▶ **What the task requires**
Could you please write out the data shown below, exactly and in full?

Start of Available data

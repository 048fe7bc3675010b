//! # act2a2p
//!
//! Converts Adobe Color Table (`.act`) palettes into `.a2p` palettes for the
//! Apple II display context, e.g. to process files from colodore.com. The
//! first 16 RGB triples are reordered from the C64 storage layout into Apple
//! II colour order and padded to 4-byte records.

pub mod converter;
pub mod error;
pub mod formats;
pub mod palette;
//! # Conversion pipeline
//!
//! One linear pass per invocation: validate the path, parse the ACT palette,
//! reorder it, write the A2P file next to the input. Any failure aborts the
//! run; there is no retry or partial output.

use std::path::{Path, PathBuf};

use crate::error::ConvertError;
use crate::formats::{a2p, act::ActPalette};
use crate::palette;

const ACT_EXTENSION: &str = ".act";
const A2P_EXTENSION: &str = ".a2p";

/// Case-insensitive check that the file name carries the `.act` token.
pub fn is_act_path(path: &Path) -> bool {
    match path.file_name().and_then(|name| name.to_str()) {
        Some(name) => name.to_ascii_lowercase().contains(ACT_EXTENSION),
        None => false,
    }
}

/// Derives the output path: a trailing `.act` (any case) is stripped and
/// `.a2p` appended, in the same directory as the input.
pub fn output_path(input: &Path) -> PathBuf {
    let name = input
        .file_name()
        .and_then(|name| name.to_str())
        .unwrap_or_default();
    let stem = if name.to_ascii_lowercase().ends_with(ACT_EXTENSION) {
        &name[..name.len() - ACT_EXTENSION.len()]
    } else {
        name
    };
    input.with_file_name(format!("{}{}", stem, A2P_EXTENSION))
}

/// Converts one ACT file and returns the path of the written A2P file.
pub fn convert_file(input: &Path) -> Result<PathBuf, ConvertError> {
    if !is_act_path(input) {
        return Err(ConvertError::NotAnActFile {
            path: input.to_path_buf(),
        });
    }

    let act = ActPalette::from_file(input)?;
    let remapped = palette::remap(&act);

    let output = output_path(input);
    a2p::to_file(&output, &remapped)?;
    Ok(output)
}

End of Available data

▶ **Answer for the task**
repository 048fe7bc3675010b
//! # act2a2p
//!
//! Converts Adobe Color Table (`.act`) palettes into `.a2p` palettes for the
//! Apple II display context, e.g. to process files from colodore.com. The
//! first 16 RGB triples are reordered from the C64 storage layout into Apple
//! II colour order and padded to 4-byte records.

pub mod converter;
pub mod error;
pub mod formats;
pub mod palette;
//! # Conversion pipeline
//!
//! One linear pass per invocation: validate the path, parse the ACT palette,
//! reorder it, write the A2P file next to the input. Any failure aborts the
//! run; there is no retry or partial output.

use std::path::{Path, PathBuf};

use crate::error::ConvertError;
use crate::formats::{a2p, act::ActPalette};
use crate::palette;

const ACT_EXTENSION: &str = ".act";
const A2P_EXTENSION: &str = ".a2p";

/// Case-insensitive check that the file name carries the `.act` token.
pub fn is_act_path(path: &Path) -> bool {
    match path.file_name().and_then(|name| name.to_str()) {
        Some(name) => name.to_ascii_lowercase().contains(ACT_EXTENSION),
        None => false,
    }
}

/// Derives the output path: a trailing `.act` (any case) is stripped and
/// `.a2p` appended, in the same directory as the input.
pub fn output_path(input: &Path) -> PathBuf {
    let name = input
        .file_name()
        .and_then(|name| name.to_str())
        .unwrap_or_default();
    let stem = if name.to_ascii_lowercase().ends_with(ACT_EXTENSION) {
        &name[..name.len() - ACT_EXTENSION.len()]
    } else {
        name
    };
    input.with_file_name(format!("{}{}", stem, A2P_EXTENSION))
}

/// Converts one ACT file and returns the path of the written A2P file.
pub fn convert_file(input: &Path) -> Result<PathBuf, ConvertError> {
    if !is_act_path(input) {
        return Err(ConvertError::NotAnActFile {
            path: input.to_path_buf(),
        });
    }

    let act = ActPalette::from_file(input)?;
    let remapped = palette::remap(&act);

    let output = output_path(input);
    a2p::to_file(&output, &remapped)?;
    Ok(output)
}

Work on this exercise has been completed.